INSTRUCTIONS FOR THE TASK
Repeat every line of the data verbatim.

+++ MATERIAL SUPPLIED

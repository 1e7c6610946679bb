use crate::client::ConnectionManager;
use crate::types::{ChannelError, EventFrame, HEARTBEAT_INTERVAL, Result, now_millis};
use std::future::Future;
use std::sync::Weak;
use std::time::Duration;
use tokio::task::JoinHandle;
use tokio::time::{self, Instant};

/// Sends `ping` frames while the connection is open.
pub struct HeartbeatManager {
    interval: Duration,
    connection: Weak<ConnectionManager>,
}

impl HeartbeatManager {
    pub fn new(connection: Weak<ConnectionManager>) -> Self {
        Self {
            interval: Duration::from_millis(HEARTBEAT_INTERVAL),
            connection,
        }
    }

    pub fn with_interval(mut self, interval: Duration) -> Self {
        self.interval = interval;
        self
    }

    /// Spawns the heartbeat task. The first ping goes out one interval after
    /// the call; the owner aborts the task when the connection leaves `Open`.
    pub fn spawn(self) -> JoinHandle<()> {
        tokio::spawn(async move {
            let mut interval_timer = time::interval_at(Instant::now() + self.interval, self.interval);
            interval_timer.set_missed_tick_behavior(time::MissedTickBehavior::Skip);

            loop {
                interval_timer.tick().await;

                let connection = match self.connection.upgrade() {
                    Some(conn) => conn,
                    None => {
                        // Client dropped, exit heartbeat task
                        break;
                    }
                };

                if !connection.is_connected() {
                    continue;
                }

                let timestamp = now_millis();
                match connection.send_frame(&EventFrame::ping(timestamp)).await {
                    Ok(()) => tracing::debug!("Sent heartbeat ping at {}", timestamp),
                    Err(e) => tracing::error!("[Heartbeat] Failed to send: {}", e),
                }
            }
        })
    }
}

/// Bounds the `Connecting` phase: the attempt fails with
/// [`ChannelError::Timeout`] if `connect` has not produced a socket in time.
pub async fn within_connect_timeout<T, F>(timeout: Duration, connect: F) -> Result<T>
where
    F: Future<Output = Result<T>>,
{
    match time::timeout(timeout, connect).await {
        Ok(result) => result,
        Err(_) => Err(ChannelError::Timeout),
    }
}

++++++

WRITTEN SOLUTION
repository 1e7c6610946679bb
use crate::client::ConnectionManager;
use crate::types::{ChannelError, EventFrame, HEARTBEAT_INTERVAL, Result, now_millis};
use std::future::Future;
use std::sync::Weak;
use std::time::Duration;
use tokio::task::JoinHandle;
use tokio::time::{self, Instant};

/// Sends `ping` frames while the connection is open.
pub struct HeartbeatManager {
    interval: Duration,
    connection: Weak<ConnectionManager>,
}

impl HeartbeatManager {
    pub fn new(connection: Weak<ConnectionManager>) -> Self {
        Self {
            interval: Duration::from_millis(HEARTBEAT_INTERVAL),
            connection,
        }
    }

    pub fn with_interval(mut self, interval: Duration) -> Self {
        self.interval = interval;
        self
    }

    /// Spawns the heartbeat task. The first ping goes out one interval after
    /// the call; the owner aborts the task when the connection leaves `Open`.
    pub fn spawn(self) -> JoinHandle<()> {
        tokio::spawn(async move {
            let mut interval_timer = time::interval_at(Instant::now() + self.interval, self.interval);
            interval_timer.set_missed_tick_behavior(time::MissedTickBehavior::Skip);

            loop {
                interval_timer.tick().await;

                let connection = match self.connection.upgrade() {
                    Some(conn) => conn,
                    None => {
                        // Client dropped, exit heartbeat task
                        break;
                    }
                };

                if !connection.is_connected() {
                    continue;
                }

                let timestamp = now_millis();
                match connection.send_frame(&EventFrame::ping(timestamp)).await {
                    Ok(()) => tracing::debug!("Sent heartbeat ping at {}", timestamp),
                    Err(e) => tracing::error!("[Heartbeat] Failed to send: {}", e),
                }
            }
        })
    }
}

/// Bounds the `Connecting` phase: the attempt fails with
/// [`ChannelError::Timeout`] if `connect` has not produced a socket in time.
pub async fn within_connect_timeout<T, F>(timeout: Duration, connect: F) -> Result<T>
where
    F: Future<Output = Result<T>>,
{
    match time::timeout(timeout, connect).await {
        Ok(result) => result,
        Err(_) => Err(ChannelError::Timeout),
    }
}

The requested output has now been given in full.